Give back only the lines in the records below from the one with "use crate::resolver::ModelResolver;" to the one with "pub struct ChatOrchestrator", both inclusive, word for word.

PROVIDED RECORDS:
★ ★ ★ ★
// ABOUTME: Conversation recording of billed exchanges
// ABOUTME: Verifies ownership, then persists the user turn and the assistant turn with usage and cost
//
// SPDX-License-Identifier: MIT OR Apache-2.0
// Copyright (c) 2025 Pierre Fitness Intelligence

use std::sync::Arc;

use async_trait::async_trait;
use tracing::{debug, warn};

use crate::errors::{AppError, AppResult};
use crate::llm::{ChatMessage, MessageRole};
use crate::models::{ConversationId, Credits, ModelId, TurnId, UsageRecord, UserId};

/// Message row written to a conversation
#[derive(Debug, Clone, PartialEq, Eq)]
pub struct StoredMessage {
    /// Role of the author
    pub role: MessageRole,
    /// Message text
    pub content: String,
    /// Units attributed to this message
    pub tokens_consumed: u32,
    /// Cost attributed to this message
    pub cost: Credits,
}

/// Conversation persistence
#[async_trait]
pub trait ConversationStore: Send + Sync {
    /// Owner of a live conversation, `None` when it does not exist
    async fn owner_of(&self, conversation_id: ConversationId) -> AppResult<Option<UserId>>;

    /// Append one message, returning its id
    async fn insert_message(
        &self,
        conversation_id: ConversationId,
        model_id: ModelId,
        message: &StoredMessage,
    ) -> AppResult<i64>;

    /// Record the model last used and bump the conversation's update time
    async fn touch_conversation(
        &self,
        conversation_id: ConversationId,
        model_id: ModelId,
    ) -> AppResult<()>;
}

/// A finished exchange ready to be recorded
#[derive(Debug, Clone)]
pub struct NewTurn {
    /// Target conversation
    pub conversation_id: ConversationId,
    /// Requesting user
    pub user_id: UserId,
    /// Model that answered
    pub model_id: ModelId,
    /// Latest user message of the request, when there is one
    pub user_message: Option<ChatMessage>,
    /// Full assistant reply
    pub assistant_content: String,
    /// Billed usage
    pub usage: UsageRecord,
    /// Amount charged
    pub cost: Credits,
}

/// Appends billed turns to conversations the user owns
#[derive(Clone)]
pub struct ConversationRecorder {
    store: Arc<dyn ConversationStore>,
}

impl ConversationRecorder {
    /// Create a recorder over a store
    #[must_use]
    pub fn new(store: Arc<dyn ConversationStore>) -> Self {
        Self { store }
    }

    /// Fail unless `user_id` owns the conversation
    ///
    /// # Errors
    ///
    /// Returns `ConversationAccess` when the conversation is missing or owned
    /// by someone else.
    pub async fn verify_access(
        &self,
        conversation_id: ConversationId,
        user_id: UserId,
    ) -> AppResult<()> {
        match self.store.owner_of(conversation_id).await? {
            Some(owner) if owner == user_id => Ok(()),
            _ => Err(AppError::conversation_access(conversation_id)),
        }
    }

    /// Persist a turn: the user message (0 units, no cost) then the assistant
    /// message carrying the total usage and the cost
    ///
    /// Returns the assistant message id. A failed second write is not retried
    /// and the first write is not rolled back.
    ///
    /// # Errors
    ///
    /// Returns `ConversationAccess` when ownership fails (nothing is written),
    /// otherwise the store's error.
    pub async fn append(&self, turn: NewTurn) -> AppResult<TurnId> {
        self.verify_access(turn.conversation_id, turn.user_id)
            .await?;

        if let Some(user_message) = turn.user_message {
            self.store
                .insert_message(
                    turn.conversation_id,
                    turn.model_id,
                    &StoredMessage {
                        role: MessageRole::User,
                        content: user_message.content,
                        tokens_consumed: 0,
                        cost: Credits::ZERO,
                    },
                )
                .await?;
        }

        let turn_id = self
            .store
            .insert_message(
                turn.conversation_id,
                turn.model_id,
                &StoredMessage {
                    role: MessageRole::Assistant,
                    content: turn.assistant_content,
                    tokens_consumed: turn.usage.total_units,
                    cost: turn.cost,
                },
            )
            .await?;

        if let Err(e) = self
            .store
            .touch_conversation(turn.conversation_id, turn.model_id)
            .await
        {
            warn!(
                conversation_id = turn.conversation_id,
                "Failed to update conversation model: {e}"
            );
        }

        debug!(
            conversation_id = turn.conversation_id,
            turn_id,
            total_units = turn.usage.total_units,
            "Recorded conversation turn"
        );
        Ok(turn_id)
    }
}
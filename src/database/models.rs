// ABOUTME: SQLite-backed model registry
// ABOUTME: Loads model configuration rows from ai_models for the resolver
//
// SPDX-License-Identifier: MIT OR Apache-2.0
// Copyright (c) 2025 Pierre Fitness Intelligence

use async_trait::async_trait;
use sqlx::{Row, SqlitePool};

use crate::errors::{AppError, AppResult};
use crate::models::{Credits, ModelConfig, ModelId};
use crate::resolver::ModelRegistry;

/// Model registry reading `ai_models`
#[derive(Clone)]
pub struct SqliteModelRegistry {
    pool: SqlitePool,
}

impl SqliteModelRegistry {
    /// Create a registry over a pool
    #[must_use]
    pub const fn new(pool: SqlitePool) -> Self {
        Self { pool }
    }
}

#[async_trait]
impl ModelRegistry for SqliteModelRegistry {
    async fn lookup(&self, model_id: ModelId) -> AppResult<Option<ModelConfig>> {
        let row = sqlx::query(
            r"
            SELECT id, provider_tag, model_name, api_endpoint, credential,
                   price_per_1000_micros, enabled
            FROM ai_models
            WHERE id = $1
            ",
        )
        .bind(model_id)
        .fetch_optional(&self.pool)
        .await
        .map_err(|e| AppError::database(format!("Failed to load model {model_id}: {e}")))?;

        Ok(row.map(|r| ModelConfig {
            id: r.get("id"),
            provider_tag: r.get("provider_tag"),
            model_name: r.get("model_name"),
            api_endpoint: r.get("api_endpoint"),
            credential: r.get("credential"),
            price_per_1000_units: Credits::from_micros(r.get("price_per_1000_micros")),
            enabled: r.get("enabled"),
        }))
    }
}
// ABOUTME: Axum response conversion for AppError
// ABOUTME: Maps error codes to HTTP status codes and structured JSON bodies
//
// SPDX-License-Identifier: MIT OR Apache-2.0
// Copyright (c) 2025 Pierre Fitness Intelligence

use axum::response::{IntoResponse, Response};
use axum::Json;
use http::StatusCode;
use tracing::{error, warn};

use super::{AppError, ErrorResponse};

impl IntoResponse for AppError {
    fn into_response(self) -> Response {
        let status =
            StatusCode::from_u16(self.http_status()).unwrap_or(StatusCode::INTERNAL_SERVER_ERROR);

        if status.is_server_error() {
            error!(code = ?self.code, "Request failed: {}", self.message);
        } else {
            warn!(code = ?self.code, "Request rejected: {}", self.message);
        }

        (status, Json(ErrorResponse::from(&self))).into_response()
    }
}
// ABOUTME: Configuration module for centralized server settings
// ABOUTME: Re-exports the environment-driven server configuration
//
// SPDX-License-Identifier: MIT OR Apache-2.0
// Copyright (c) 2025 Pierre Fitness Intelligence

//! Configuration module for the chat relay
//!
//! - **Environment**: server configuration from environment variables

/// Environment and server configuration
pub mod environment;

pub use environment::{
    CorsConfig, CreditPolicy, RelayConfig, ServerConfig, TitleGeneratorConfig, UpstreamConfig,
};
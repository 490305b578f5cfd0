// ABOUTME: Main library entry point for the chat completion relay
// ABOUTME: Unified chat API over several LLM providers with streaming, credit metering, and recording
//
// SPDX-License-Identifier: MIT OR Apache-2.0
// Copyright (c) 2025 Pierre Fitness Intelligence

#![deny(unsafe_code)]

//! # Chat Relay
//!
//! A relay that accepts one unified chat-completion request, routes it to a
//! configured provider, relays the answer (whole or streamed) back to the
//! caller, bills the exchange against a prepaid credit balance, and records it
//! into a conversation.
//!
//! ## Architecture
//!
//! - **Resolver**: model id to provider configuration and wire dialect
//! - **LLM**: unified request types, dialect adapters, SSE framing, transport
//! - **Credit**: pre-call affordability check and post-call atomic debit
//! - **Relay**: one task per stream, ordered delivery, exactly-once finalization
//! - **Recorder**: ownership check and turn persistence
//! - **Orchestrator**: the request lifecycle tying the above together
//!
//! ## Example Usage
//!
//! ```rust,no_run
//! use std::sync::Arc;
//!
//! use chat_relay::config::ServerConfig;
//! use chat_relay::database::Database;
//! use chat_relay::resources::ServerResources;
//! use chat_relay::server::RelayServer;
//!
//! #[tokio::main]
//! async fn main() -> anyhow::Result<()> {
//!     let config = ServerConfig::from_env()?;
//!     let database = Database::new(&config.database_url).await?;
//!     let resources = Arc::new(ServerResources::from_config(&config, &database)?);
//!     RelayServer::new(resources, config).run().await
//! }
//! ```

/// Unified error handling
pub mod errors;

/// Application constants
pub mod constants;

/// Configuration loaded from the environment
pub mod config;

/// Structured logging setup
pub mod logging;

/// Core domain types: money, model configuration, usage
pub mod models;

/// Unified chat types, provider dialects, and upstream transport
pub mod llm;

/// Model resolution and adapter selection
pub mod resolver;

/// Credit pre-check and debit
pub mod credit;

/// Conversation recording
pub mod recorder;

/// Bill-then-record finalization shared by both turn paths
pub mod finalize;

/// Streaming relay
pub mod relay;

/// Chat turn orchestration
pub mod orchestrator;

/// Conversation title generation
pub mod titles;

/// Caller identity resolution
pub mod identity;

/// `SQLite` storage adapters
pub mod database;

/// HTTP middleware
pub mod middleware;

/// Shared server resources
pub mod resources;

/// HTTP routes
pub mod routes;

/// HTTP server lifecycle
pub mod server;
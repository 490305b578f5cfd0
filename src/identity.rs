// ABOUTME: Caller identity resolution for relay requests
// ABOUTME: Trusts a user id header set by an authenticating gateway in front of the relay
//
// SPDX-License-Identifier: MIT OR Apache-2.0
// Copyright (c) 2025 Pierre Fitness Intelligence

use http::HeaderMap;

use crate::errors::{AppError, AppResult};
use crate::models::UserId;

/// Resolves the authenticated user of a request
pub trait IdentityProvider: Send + Sync {
    /// Authenticated user id
    ///
    /// # Errors
    ///
    /// Returns `AuthRequired` when the request carries no usable identity.
    fn user_id(&self, headers: &HeaderMap) -> AppResult<UserId>;
}

/// Reads the user id from a header injected by a trusted gateway
#[derive(Debug, Clone)]
pub struct TrustedHeaderIdentity {
    header: String,
}

impl TrustedHeaderIdentity {
    /// Trust the given header name
    #[must_use]
    pub fn new(header: impl Into<String>) -> Self {
        Self {
            header: header.into().to_ascii_lowercase(),
        }
    }
}

impl IdentityProvider for TrustedHeaderIdentity {
    fn user_id(&self, headers: &HeaderMap) -> AppResult<UserId> {
        let raw = headers
            .get(self.header.as_str())
            .ok_or_else(|| AppError::auth_required(format!("Missing {} header", self.header)))?;

        raw.to_str()
            .ok()
            .and_then(|value| value.trim().parse::<UserId>().ok())
            .filter(|id| *id > 0)
            .ok_or_else(|| AppError::auth_required(format!("Invalid {} header", self.header)))
    }
}
// ABOUTME: HTTP middleware for CORS and request tracing
// ABOUTME: Layers applied around every route of the relay router
//
// SPDX-License-Identifier: MIT OR Apache-2.0
// Copyright (c) 2025 Pierre Fitness Intelligence

/// Cross-origin request policy
pub mod cors;
/// Request ID propagation and per-request spans
pub mod tracing;

pub use cors::setup_cors;
pub use tracing::{request_span, REQUEST_ID_HEADER};
// ABOUTME: Chat orchestration for synchronous and streaming turns
// ABOUTME: Resolve model, pre-check credit, verify ownership, call upstream, then bill and record
//
// SPDX-License-Identifier: MIT OR Apache-2.0
// Copyright (c) 2025 Pierre Fitness Intelligence

//! # Chat Orchestrator
//!
//! Entry point for one conversation turn. Every pre-check happens before the
//! provider is contacted, so a rejected request never costs anything and
//! never opens a stream:
//!
//! 1. resolve the model (`ModelNotFound` / `ModelDisabled`)
//! 2. check the balance covers a minimum viable exchange (`InsufficientCredit`)
//! 3. check the conversation belongs to the caller (`ConversationAccess`)
//!
//! The synchronous path aborts without billing on any upstream failure. The
//! streaming path hands the exchange to a [`StreamRelay`] task and returns
//! its handle at once.

use std::sync::Arc;

use chrono::Utc;
use tracing::{info, instrument};
use uuid::Uuid;

use crate::config::RelayConfig;
use crate::credit::CreditGuard;
use crate::errors::AppResult;
use crate::finalize::{ExchangeContext, ExchangeFinalizer};
use crate::llm::{
    ChatMessage, ChatTurnRequest, ChatTurnResponse, CompletionChoice, ProtocolAdapter,
    UpstreamRequest, UpstreamTransport,
};
use crate::models::UserId;
use crate::recorder::ConversationRecorder;
use crate::relay::{RelayHandle, StreamRelay};
use crate::resolver::ModelResolver;

/// Prepared exchange, after every pre-check passed
struct PreparedExchange {
    adapter: ProtocolAdapter,
    context: ExchangeContext,
    request: UpstreamRequest,
}

/// Coordinates resolution, metering, relay, and recording for one turn
#[derive(Clone)]
pub struct ChatOrchestrator {
    resolver: ModelResolver,
    credit: CreditGuard,
    recorder: ConversationRecorder,
    finalizer: ExchangeFinalizer,
    transport: Arc<dyn UpstreamTransport>,
    relay: StreamRelay,
}

impl ChatOrchestrator {
    /// Wire an orchestrator from its collaborators
    #[must_use]
    pub fn new(
        resolver: ModelResolver,
        credit: CreditGuard,
        recorder: ConversationRecorder,
        transport: Arc<dyn UpstreamTransport>,
        relay_config: RelayConfig,
    ) -> Self {
        let finalizer = ExchangeFinalizer::new(credit.clone(), recorder.clone());
        let relay = StreamRelay::new(Arc::clone(&transport), finalizer.clone(), relay_config);
        Self {
            resolver,
            credit,
            recorder,
            finalizer,
            transport,
            relay,
        }
    }

    async fn prepare(
        &self,
        request: ChatTurnRequest,
        user_id: UserId,
        stream: bool,
    ) -> AppResult<PreparedExchange> {
        let model = self.resolver.resolve(request.model_id).await?;
        let adapter = self.resolver.adapter_for(&model);

        self.credit.pre_check(user_id, &model).await?;
        self.recorder
            .verify_access(request.conversation_id, user_id)
            .await?;

        let body = adapter.build_request(&model, &request, stream);
        let upstream = UpstreamRequest::for_model(&model, body);

        Ok(PreparedExchange {
            adapter,
            context: ExchangeContext {
                user_id,
                conversation_id: request.conversation_id,
                model,
                messages: request.messages,
            },
            request: upstream,
        })
    }

    /// Run a synchronous turn
    ///
    /// # Errors
    ///
    /// Returns the pre-check error, or the upstream/parse error. In every error
    /// case nothing is debited or recorded.
    #[instrument(
        skip(self, request),
        fields(model_id = request.model_id, conversation_id = request.conversation_id)
    )]
    pub async fn chat(
        &self,
        request: ChatTurnRequest,
        user_id: UserId,
    ) -> AppResult<ChatTurnResponse> {
        let prepared = self.prepare(request, user_id, false).await?;

        let body = self.transport.send_json(prepared.request).await?;
        let payload = prepared.adapter.parse_response(&body)?;

        let outcome = self
            .finalizer
            .finalize(&prepared.context, &payload.content, payload.usage)
            .await;
        info!(
            user_id,
            total_units = outcome.usage.total_units,
            cost = %outcome.cost,
            "Completed synchronous turn"
        );

        Ok(ChatTurnResponse {
            id: format!("chatcmpl-{}", Uuid::new_v4().simple()),
            object: "chat.completion".to_owned(),
            created: Utc::now().timestamp(),
            model: payload
                .model
                .unwrap_or_else(|| prepared.context.model.model_name.clone()),
            choices: vec![CompletionChoice {
                index: 0,
                message: ChatMessage::assistant(payload.content),
                finish_reason: payload.finish_reason,
            }],
            usage: outcome.usage,
        })
    }

    /// Start a streaming turn, returning the relay handle without waiting for completion
    ///
    /// # Errors
    ///
    /// Returns the pre-check error; upstream failures arrive through the handle.
    #[instrument(
        skip(self, request),
        fields(model_id = request.model_id, conversation_id = request.conversation_id)
    )]
    pub async fn chat_stream(
        &self,
        request: ChatTurnRequest,
        user_id: UserId,
    ) -> AppResult<RelayHandle> {
        let prepared = self.prepare(request, user_id, true).await?;
        Ok(self
            .relay
            .start(prepared.adapter, prepared.context, prepared.request))
    }
}
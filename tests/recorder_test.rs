// ABOUTME: Integration tests for conversation recording
// ABOUTME: Ownership enforcement, write order, and surfaced second-write failures
//
// SPDX-License-Identifier: MIT OR Apache-2.0
// Copyright (c) 2025 Pierre Fitness Intelligence
#![allow(clippy::unwrap_used, clippy::expect_used, clippy::panic)]
#![allow(missing_docs)]

mod common;

use std::sync::Arc;

use async_trait::async_trait;
use chat_relay::database::SqliteConversationStore;
use chat_relay::errors::{AppError, AppResult, ErrorCode};
use chat_relay::llm::{ChatMessage, MessageRole};
use chat_relay::models::{ConversationId, Credits, ModelId, UsageRecord, UserId};
use chat_relay::recorder::{ConversationRecorder, ConversationStore, NewTurn, StoredMessage};
use common::{create_test_database, ALICE, BOB, DEEPSEEK_MODEL_ID};

fn new_turn(conversation_id: ConversationId, user_id: UserId) -> NewTurn {
    NewTurn {
        conversation_id,
        user_id,
        model_id: DEEPSEEK_MODEL_ID,
        user_message: Some(ChatMessage::user("Question")),
        assistant_content: "Answer".to_owned(),
        usage: UsageRecord::new(30, 12),
        cost: Credits::from_micros(588),
    }
}

/// Store that fails every assistant write
struct FailingAssistantStore {
    inner: SqliteConversationStore,
}

#[async_trait]
impl ConversationStore for FailingAssistantStore {
    async fn owner_of(&self, conversation_id: ConversationId) -> AppResult<Option<UserId>> {
        self.inner.owner_of(conversation_id).await
    }

    async fn insert_message(
        &self,
        conversation_id: ConversationId,
        model_id: ModelId,
        message: &StoredMessage,
    ) -> AppResult<i64> {
        if message.role == MessageRole::Assistant {
            return Err(AppError::database("disk full"));
        }
        self.inner
            .insert_message(conversation_id, model_id, message)
            .await
    }

    async fn touch_conversation(
        &self,
        conversation_id: ConversationId,
        model_id: ModelId,
    ) -> AppResult<()> {
        self.inner.touch_conversation(conversation_id, model_id).await
    }
}

#[tokio::test]
async fn test_append_writes_user_then_assistant() {
    let db = create_test_database(Credits::ZERO).await;
    let store = db.database.conversation_store();
    let recorder = ConversationRecorder::new(Arc::new(store.clone()));

    let turn_id = recorder
        .append(new_turn(db.conversation_id, ALICE))
        .await
        .unwrap();

    let messages = store.messages(db.conversation_id).await.unwrap();
    assert_eq!(messages.len(), 2);
    assert_eq!(messages[0].role, "user");
    assert_eq!(messages[0].content, "Question");
    assert_eq!(messages[0].tokens_consumed, 0);
    assert_eq!(messages[1].id, turn_id);
    assert_eq!(messages[1].role, "assistant");
    assert_eq!(messages[1].tokens_consumed, 42);
    assert_eq!(messages[1].cost, Credits::from_micros(588));
    assert_eq!(messages[1].model_id, Some(DEEPSEEK_MODEL_ID));
}

#[tokio::test]
async fn test_append_rejects_foreign_and_missing_conversations() {
    let db = create_test_database(Credits::ZERO).await;
    let store = db.database.conversation_store();
    let recorder = ConversationRecorder::new(Arc::new(store.clone()));

    let foreign = recorder
        .append(new_turn(db.conversation_id, BOB))
        .await
        .unwrap_err();
    assert_eq!(foreign.code, ErrorCode::ConversationAccess);

    let missing = recorder.append(new_turn(9_999, ALICE)).await.unwrap_err();
    assert_eq!(missing.code, ErrorCode::ConversationAccess);

    assert!(store.messages(db.conversation_id).await.unwrap().is_empty());
}

#[tokio::test]
async fn test_deleted_conversation_is_not_accessible() {
    let db = create_test_database(Credits::ZERO).await;
    let recorder = ConversationRecorder::new(Arc::new(db.database.conversation_store()));

    assert!(db.database.delete_conversation(db.conversation_id).await.unwrap());

    let error = recorder
        .verify_access(db.conversation_id, ALICE)
        .await
        .unwrap_err();
    assert_eq!(error.code, ErrorCode::ConversationAccess);
}

#[tokio::test]
async fn test_second_write_failure_is_surfaced_without_rollback() {
    let db = create_test_database(Credits::ZERO).await;
    let store = db.database.conversation_store();
    let recorder = ConversationRecorder::new(Arc::new(FailingAssistantStore {
        inner: store.clone(),
    }));

    let error = recorder
        .append(new_turn(db.conversation_id, ALICE))
        .await
        .unwrap_err();
    assert_eq!(error.code, ErrorCode::DatabaseError);

    let messages = store.messages(db.conversation_id).await.unwrap();
    assert_eq!(messages.len(), 1);
    assert_eq!(messages[0].role, "user");
}

#[tokio::test]
async fn test_turn_without_user_message_records_assistant_only() {
    let db = create_test_database(Credits::ZERO).await;
    let store = db.database.conversation_store();
    let recorder = ConversationRecorder::new(Arc::new(store.clone()));

    let mut turn = new_turn(db.conversation_id, ALICE);
    turn.user_message = None;
    recorder.append(turn).await.unwrap();

    let messages = store.messages(db.conversation_id).await.unwrap();
    assert_eq!(messages.len(), 1);
    assert_eq!(messages[0].role, "assistant");
}
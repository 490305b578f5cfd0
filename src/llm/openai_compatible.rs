// ABOUTME: OpenAI-compatible wire dialect (DeepSeek, OpenAI, vLLM, LocalAI)
// ABOUTME: Encodes chat requests and decodes completion responses and SSE stream chunks
//
// SPDX-License-Identifier: MIT OR Apache-2.0
// Copyright (c) 2025 Pierre Fitness Intelligence

//! # OpenAI-Compatible Dialect
//!
//! Request body: `{model, messages, stream, temperature?, max_tokens?, top_p?,
//! frequency_penalty?, presence_penalty?, stop?}`.
//!
//! Response body: `{choices:[{message:{content}, finish_reason}], usage:{prompt_tokens,
//! completion_tokens, total_tokens}}`.
//!
//! Stream chunk: `{choices:[{delta:{content}, finish_reason}], usage?}`. Usage
//! usually rides on the final chunk or on a trailing chunk with empty `choices`.

use serde::{Deserialize, Serialize};
use serde_json::Value;

use super::{ChatMessage, ChatTurnRequest, CompletionPayload, FinishReason, NormalizedChunk};
use crate::errors::{AppError, AppResult};
use crate::models::{ModelConfig, UsageRecord};

// ============================================================================
// API Request/Response Types
// ============================================================================

/// OpenAI-compatible API request structure
#[derive(Debug, Serialize)]
struct OpenAiRequest<'a> {
    model: &'a str,
    messages: Vec<OpenAiMessage<'a>>,
    stream: bool,
    #[serde(skip_serializing_if = "Option::is_none")]
    temperature: Option<f32>,
    #[serde(skip_serializing_if = "Option::is_none")]
    max_tokens: Option<u32>,
    #[serde(skip_serializing_if = "Option::is_none")]
    top_p: Option<f32>,
    #[serde(skip_serializing_if = "Option::is_none")]
    frequency_penalty: Option<f32>,
    #[serde(skip_serializing_if = "Option::is_none")]
    presence_penalty: Option<f32>,
    #[serde(skip_serializing_if = "Option::is_none")]
    stop: Option<&'a [String]>,
}

/// Message structure for OpenAI-compatible API
#[derive(Debug, Serialize)]
struct OpenAiMessage<'a> {
    role: &'static str,
    content: &'a str,
    #[serde(skip_serializing_if = "Option::is_none")]
    name: Option<&'a str>,
}

impl<'a> From<&'a ChatMessage> for OpenAiMessage<'a> {
    fn from(msg: &'a ChatMessage) -> Self {
        Self {
            role: msg.role.as_str(),
            content: &msg.content,
            name: msg.name.as_deref(),
        }
    }
}

/// OpenAI-compatible API response structure
#[derive(Debug, Deserialize)]
struct OpenAiResponse {
    choices: Vec<OpenAiChoice>,
    #[serde(default)]
    usage: Option<OpenAiUsage>,
    #[serde(default)]
    model: Option<String>,
}

/// Choice in response
#[derive(Debug, Deserialize)]
struct OpenAiChoice {
    message: OpenAiResponseMessage,
    #[serde(default)]
    finish_reason: Option<String>,
}

/// Message in response
#[derive(Debug, Deserialize)]
struct OpenAiResponseMessage {
    #[serde(default)]
    content: Option<String>,
}

/// Usage statistics
#[derive(Debug, Deserialize)]
struct OpenAiUsage {
    #[serde(default)]
    prompt_tokens: Option<u32>,
    #[serde(default)]
    completion_tokens: Option<u32>,
    #[serde(default)]
    total_tokens: Option<u32>,
}

impl From<OpenAiUsage> for UsageRecord {
    fn from(usage: OpenAiUsage) -> Self {
        Self::from_parts(
            usage.prompt_tokens,
            usage.completion_tokens,
            usage.total_tokens,
        )
    }
}

/// Streaming chunk structure; `choices` is required so other dialects do not match
#[derive(Debug, Deserialize)]
struct OpenAiStreamChunk {
    choices: Vec<OpenAiStreamChoice>,
    #[serde(default)]
    usage: Option<OpenAiUsage>,
}

/// Choice in streaming chunk
#[derive(Debug, Deserialize)]
struct OpenAiStreamChoice {
    #[serde(default)]
    delta: Option<OpenAiDelta>,
    #[serde(default)]
    finish_reason: Option<String>,
}

/// Delta content in streaming chunk
#[derive(Debug, Deserialize)]
struct OpenAiDelta {
    #[serde(default)]
    content: Option<String>,
}

/// Error response structure, `{"error": {"message": ...}}` or `{"error": "..."}`
#[derive(Debug, Deserialize)]
struct OpenAiErrorResponse {
    error: OpenAiErrorBody,
}

#[derive(Debug, Deserialize)]
#[serde(untagged)]
enum OpenAiErrorBody {
    Detailed { message: String },
    Plain(String),
}

// ============================================================================
// Dialect Operations
// ============================================================================

/// Encode the outbound request body
#[must_use]
pub fn build_request(model: &ModelConfig, request: &ChatTurnRequest, stream: bool) -> Value {
    let sampling = &request.sampling;
    let body = OpenAiRequest {
        model: &model.model_name,
        messages: request.messages.iter().map(OpenAiMessage::from).collect(),
        stream,
        temperature: sampling.temperature,
        max_tokens: sampling.max_tokens,
        top_p: sampling.top_p,
        frequency_penalty: sampling.frequency_penalty,
        presence_penalty: sampling.presence_penalty,
        stop: sampling.stop.as_deref(),
    };
    serde_json::to_value(body).unwrap_or(Value::Null)
}

/// Decode a whole (non-streamed) completion response
///
/// # Errors
///
/// Returns a serialization error when the body is not an OpenAI-style response
/// or carries no choices.
pub fn parse_response(body: &str) -> AppResult<CompletionPayload> {
    let response: OpenAiResponse = serde_json::from_str(body).map_err(|e| {
        AppError::serialization(format!("Unrecognized completion response: {e}"))
    })?;

    let choice = response
        .choices
        .into_iter()
        .next()
        .ok_or_else(|| AppError::serialization("Completion response contained no choices"))?;

    Ok(CompletionPayload {
        content: choice.message.content.unwrap_or_default(),
        finish_reason: choice
            .finish_reason
            .as_deref()
            .and_then(FinishReason::from_wire),
        usage: response.usage.map(UsageRecord::from),
        model: response.model,
    })
}

/// Decode one stream payload
///
/// # Errors
///
/// Returns the decoder error when the payload is not an OpenAI-style chunk.
pub fn parse_chunk(payload: &str) -> Result<NormalizedChunk, serde_json::Error> {
    let chunk: OpenAiStreamChunk = serde_json::from_str(payload)?;
    let choice = chunk.choices.into_iter().next();

    let (delta_content, finish_reason) = choice.map_or((None, None), |choice| {
        (
            choice
                .delta
                .and_then(|delta| delta.content)
                .filter(|content| !content.is_empty()),
            choice
                .finish_reason
                .as_deref()
                .and_then(FinishReason::from_wire),
        )
    });

    Ok(NormalizedChunk {
        delta_content,
        finish_reason,
        usage: chunk.usage.map(UsageRecord::from),
    })
}

/// Extract the provider's error message from an error body, if it has one
#[must_use]
pub fn parse_error_message(body: &str) -> Option<String> {
    serde_json::from_str::<OpenAiErrorResponse>(body)
        .ok()
        .map(|response| match response.error {
            OpenAiErrorBody::Detailed { message } | OpenAiErrorBody::Plain(message) => message,
        })
        .filter(|message| !message.trim().is_empty())
}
★ ★ ★ ★
TASK SOLUTION:
use crate::resolver::ModelResolver;

/// Prepared exchange, after every pre-check passed
struct PreparedExchange {
    adapter: ProtocolAdapter,
    context: ExchangeContext,
    request: UpstreamRequest,
}

/// Coordinates resolution, metering, relay, and recording for one turn
#[derive(Clone)]
pub struct ChatOrchestrator {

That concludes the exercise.